- Task to complete: For every line in the entries that contains "drawing", show the whole line.

┌─ Source data

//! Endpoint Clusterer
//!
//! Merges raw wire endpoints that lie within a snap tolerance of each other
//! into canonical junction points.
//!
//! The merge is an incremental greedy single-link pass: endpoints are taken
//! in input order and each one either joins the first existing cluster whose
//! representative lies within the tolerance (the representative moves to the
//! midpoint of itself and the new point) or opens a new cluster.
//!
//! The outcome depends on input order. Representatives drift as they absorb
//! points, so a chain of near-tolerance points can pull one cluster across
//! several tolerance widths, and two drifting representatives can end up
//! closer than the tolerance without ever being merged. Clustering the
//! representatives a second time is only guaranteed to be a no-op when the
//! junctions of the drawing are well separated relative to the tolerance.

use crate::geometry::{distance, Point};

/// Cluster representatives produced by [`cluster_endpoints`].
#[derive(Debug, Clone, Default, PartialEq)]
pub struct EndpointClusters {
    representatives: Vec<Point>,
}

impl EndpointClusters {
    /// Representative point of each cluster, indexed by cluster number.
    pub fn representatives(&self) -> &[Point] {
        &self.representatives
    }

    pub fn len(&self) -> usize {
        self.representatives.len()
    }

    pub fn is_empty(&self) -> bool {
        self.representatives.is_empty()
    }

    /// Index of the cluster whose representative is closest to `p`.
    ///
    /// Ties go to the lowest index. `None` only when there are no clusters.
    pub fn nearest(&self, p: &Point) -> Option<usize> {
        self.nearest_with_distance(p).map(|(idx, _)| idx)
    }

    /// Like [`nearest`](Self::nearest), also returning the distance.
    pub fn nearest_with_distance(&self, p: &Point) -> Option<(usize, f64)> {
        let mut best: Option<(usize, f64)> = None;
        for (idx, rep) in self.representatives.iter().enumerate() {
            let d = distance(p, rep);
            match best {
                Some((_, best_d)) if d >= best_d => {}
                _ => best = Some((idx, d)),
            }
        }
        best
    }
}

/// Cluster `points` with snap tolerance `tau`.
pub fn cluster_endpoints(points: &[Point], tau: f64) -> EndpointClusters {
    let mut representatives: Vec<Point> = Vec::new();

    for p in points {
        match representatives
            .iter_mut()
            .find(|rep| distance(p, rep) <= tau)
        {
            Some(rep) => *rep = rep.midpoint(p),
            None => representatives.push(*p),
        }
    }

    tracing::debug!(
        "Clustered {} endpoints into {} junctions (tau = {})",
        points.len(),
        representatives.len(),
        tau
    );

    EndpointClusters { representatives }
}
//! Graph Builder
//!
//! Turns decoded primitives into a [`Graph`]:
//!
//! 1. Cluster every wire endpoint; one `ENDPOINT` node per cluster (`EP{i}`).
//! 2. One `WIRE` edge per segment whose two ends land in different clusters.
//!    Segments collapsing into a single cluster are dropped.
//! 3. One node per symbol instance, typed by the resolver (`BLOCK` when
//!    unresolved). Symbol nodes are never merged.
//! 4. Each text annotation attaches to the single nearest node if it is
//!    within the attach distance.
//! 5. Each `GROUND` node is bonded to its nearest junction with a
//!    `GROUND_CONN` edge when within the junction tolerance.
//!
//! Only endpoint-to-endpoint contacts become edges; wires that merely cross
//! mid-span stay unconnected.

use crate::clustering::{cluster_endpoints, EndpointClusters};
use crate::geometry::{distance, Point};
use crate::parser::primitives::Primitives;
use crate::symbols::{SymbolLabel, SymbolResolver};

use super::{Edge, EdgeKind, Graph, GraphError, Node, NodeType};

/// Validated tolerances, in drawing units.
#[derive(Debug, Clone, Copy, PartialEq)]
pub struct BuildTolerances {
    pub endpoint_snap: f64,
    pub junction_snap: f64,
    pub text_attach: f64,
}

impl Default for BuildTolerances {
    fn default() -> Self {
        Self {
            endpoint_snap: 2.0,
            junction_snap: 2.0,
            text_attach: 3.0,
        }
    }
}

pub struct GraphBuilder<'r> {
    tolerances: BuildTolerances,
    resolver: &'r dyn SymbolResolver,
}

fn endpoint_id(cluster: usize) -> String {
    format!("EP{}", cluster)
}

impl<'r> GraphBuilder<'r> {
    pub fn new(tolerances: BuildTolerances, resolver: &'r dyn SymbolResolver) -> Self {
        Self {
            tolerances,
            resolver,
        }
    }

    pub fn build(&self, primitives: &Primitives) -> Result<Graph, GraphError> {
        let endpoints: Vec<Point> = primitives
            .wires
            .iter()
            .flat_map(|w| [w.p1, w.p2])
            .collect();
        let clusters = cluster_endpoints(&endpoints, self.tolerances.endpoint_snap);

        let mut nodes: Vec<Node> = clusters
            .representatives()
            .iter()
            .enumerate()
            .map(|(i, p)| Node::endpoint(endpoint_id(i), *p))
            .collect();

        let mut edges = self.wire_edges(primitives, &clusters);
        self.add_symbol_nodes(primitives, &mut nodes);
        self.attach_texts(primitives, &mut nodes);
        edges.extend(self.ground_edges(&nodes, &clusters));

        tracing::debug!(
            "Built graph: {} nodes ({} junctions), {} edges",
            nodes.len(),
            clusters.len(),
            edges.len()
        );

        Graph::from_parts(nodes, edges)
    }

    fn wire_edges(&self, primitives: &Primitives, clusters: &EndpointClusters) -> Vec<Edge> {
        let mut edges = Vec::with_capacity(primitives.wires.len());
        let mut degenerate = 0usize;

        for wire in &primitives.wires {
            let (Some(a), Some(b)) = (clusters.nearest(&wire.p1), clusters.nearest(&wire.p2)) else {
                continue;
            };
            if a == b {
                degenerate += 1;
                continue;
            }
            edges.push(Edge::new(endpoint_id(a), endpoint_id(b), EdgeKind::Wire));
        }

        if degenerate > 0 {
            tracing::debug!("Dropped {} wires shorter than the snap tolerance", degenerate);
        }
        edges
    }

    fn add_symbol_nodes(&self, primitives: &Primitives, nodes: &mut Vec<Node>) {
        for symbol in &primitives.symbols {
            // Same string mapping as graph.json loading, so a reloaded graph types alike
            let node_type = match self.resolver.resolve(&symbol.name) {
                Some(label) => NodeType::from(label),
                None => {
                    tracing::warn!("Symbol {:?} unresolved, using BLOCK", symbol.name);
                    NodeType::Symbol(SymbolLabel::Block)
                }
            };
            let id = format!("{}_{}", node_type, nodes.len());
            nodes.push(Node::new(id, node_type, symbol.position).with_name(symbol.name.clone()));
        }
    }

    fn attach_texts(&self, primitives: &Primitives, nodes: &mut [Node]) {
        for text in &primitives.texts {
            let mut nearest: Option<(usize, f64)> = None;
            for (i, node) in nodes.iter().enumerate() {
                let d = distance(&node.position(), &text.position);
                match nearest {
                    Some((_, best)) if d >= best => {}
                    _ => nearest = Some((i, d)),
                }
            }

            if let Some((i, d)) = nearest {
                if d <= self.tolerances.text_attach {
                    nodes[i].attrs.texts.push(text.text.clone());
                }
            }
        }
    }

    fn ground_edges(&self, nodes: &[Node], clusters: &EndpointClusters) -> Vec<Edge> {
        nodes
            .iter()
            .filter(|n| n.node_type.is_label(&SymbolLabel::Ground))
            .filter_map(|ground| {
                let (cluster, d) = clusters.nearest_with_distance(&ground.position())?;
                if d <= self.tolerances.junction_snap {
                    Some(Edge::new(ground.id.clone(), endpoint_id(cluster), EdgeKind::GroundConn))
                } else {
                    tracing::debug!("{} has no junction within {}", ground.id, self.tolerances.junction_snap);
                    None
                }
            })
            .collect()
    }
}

└─

- Task response:
//! junctions of the drawing are well separated relative to the tolerance.
/// Validated tolerances, in drawing units.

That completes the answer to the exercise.